I had a lot of suspicions. Was it the elderly ladies, eating fish and chips, and scoping out the rest of the room? It could have been the young and glamorous American couple drinking Martinis, the big table of middle-aged golfers, or the seemingly innocent solo diner, reading a book.

Who-dunnit? Well, there was no victim yet. Hopefully it wouldn’t be us. We didn’t want to be clubbed by a candlestick. It’s a very undignified way to go.

Blame the monolithic and shadowy 19th century building - a North Berwick landmark - for getting me into this frame of mind.

Their new look, after a revamp under new US owners, Marine & Lawn Hotels and Resorts, is very theatrical, with dropped lights on frames that resemble a car’s exhaust system.

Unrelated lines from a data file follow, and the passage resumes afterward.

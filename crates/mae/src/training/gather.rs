//! Cross-replica tensor gathering.
//!
//! Under data-parallel training every worker holds a shard of the batch;
//! the contrastive objectives need the full batch, so shards are
//! concatenated in worker-rank order before the loss. The collective itself
//! is an external collaborator behind [`ReplicaGather`]; the bundled
//! [`SingleProcess`] implementation is the degenerate single-worker case.

use burn::prelude::*;

/// Concatenates per-replica tensors across all parallel workers.
///
/// `sync_grads` selects whether gradients are synchronized back through the
/// gather boundary — on for online branches, off for momentum-target
/// branches, which never receive gradients. The gather is a blocking
/// collective: every worker must call it with the same shapes.
pub trait ReplicaGather<B: Backend> {
    /// Number of participating workers.
    fn world_size(&self) -> usize;

    /// Gather a `(batch, d)` feature shard into `(world_size · batch, d)`,
    /// worker 0's shard first.
    fn gather(&self, local: Tensor<B, 2>, sync_grads: bool) -> Tensor<B, 2>;

    /// Gather a `(batch,)` label shard into `(world_size · batch,)`.
    fn gather_labels(&self, local: Tensor<B, 1, Int>) -> Tensor<B, 1, Int>;
}

/// Single-worker execution: gathering is the identity reshape.
#[derive(Debug, Clone, Default)]
pub struct SingleProcess;

impl<B: Backend> ReplicaGather<B> for SingleProcess {
    fn world_size(&self) -> usize {
        1
    }

    fn gather(&self, local: Tensor<B, 2>, _sync_grads: bool) -> Tensor<B, 2> {
        let [batch, d] = local.dims();
        local.reshape([batch, d])
    }

    fn gather_labels(&self, local: Tensor<B, 1, Int>) -> Tensor<B, 1, Int> {
        let [batch] = local.dims();
        local.reshape([batch])
    }
}

#[cfg(test)]
mod tests {
    use super::*;
    use burn::backend::ndarray::NdArray;
    use burn::tensor::Distribution;

    type TestBackend = NdArray<f32>;

    #[test]
    fn test_single_process_gather_is_identity() {
        let device = Default::default();
        let gather = SingleProcess;
        let local = Tensor::<TestBackend, 2>::random(
            [4, 8],
            Distribution::Normal(0.0, 1.0),
            &device,
        );

        let gathered = ReplicaGather::<TestBackend>::gather(&gather, local.clone(), true);
        assert_eq!(gathered.dims(), [4, 8]);
        let max_diff: f32 = (gathered - local).abs().max().into_scalar().elem();
        assert_eq!(max_diff, 0.0);
    }

    #[test]
    fn test_single_process_label_gather_is_identity() {
        let device = Default::default();
        let gather = SingleProcess;
        let local = Tensor::<TestBackend, 1, Int>::from_data(
            TensorData::new(vec![3_i64, 1, 4, 1], [4]),
            &device,
        );

        let gathered = ReplicaGather::<TestBackend>::gather_labels(&gather, local);
        let vals: Vec<i64> = gathered.into_data().to_vec().unwrap();
        assert_eq!(vals, vec![3, 1, 4, 1]);
    }
}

I quite like the drama, from the floral wallpaper and dark wood to the doggy paintings, but on a dark evening, it felt a little oppressive. In the daytime, I bet the decor is a suitably ornate frame for the views out to the Firth of Forth and the West Links golf course.

I’ve wanted to visit this restaurant for over a year, but there have been hold-ups. They don’t do lunch, except on a Sunday, and, for a spell, they were open to residents only.

We took our chances on a recent visit. Strolled in after a walk on the beach, and they slotted us onto a spotlit table for two. Boom.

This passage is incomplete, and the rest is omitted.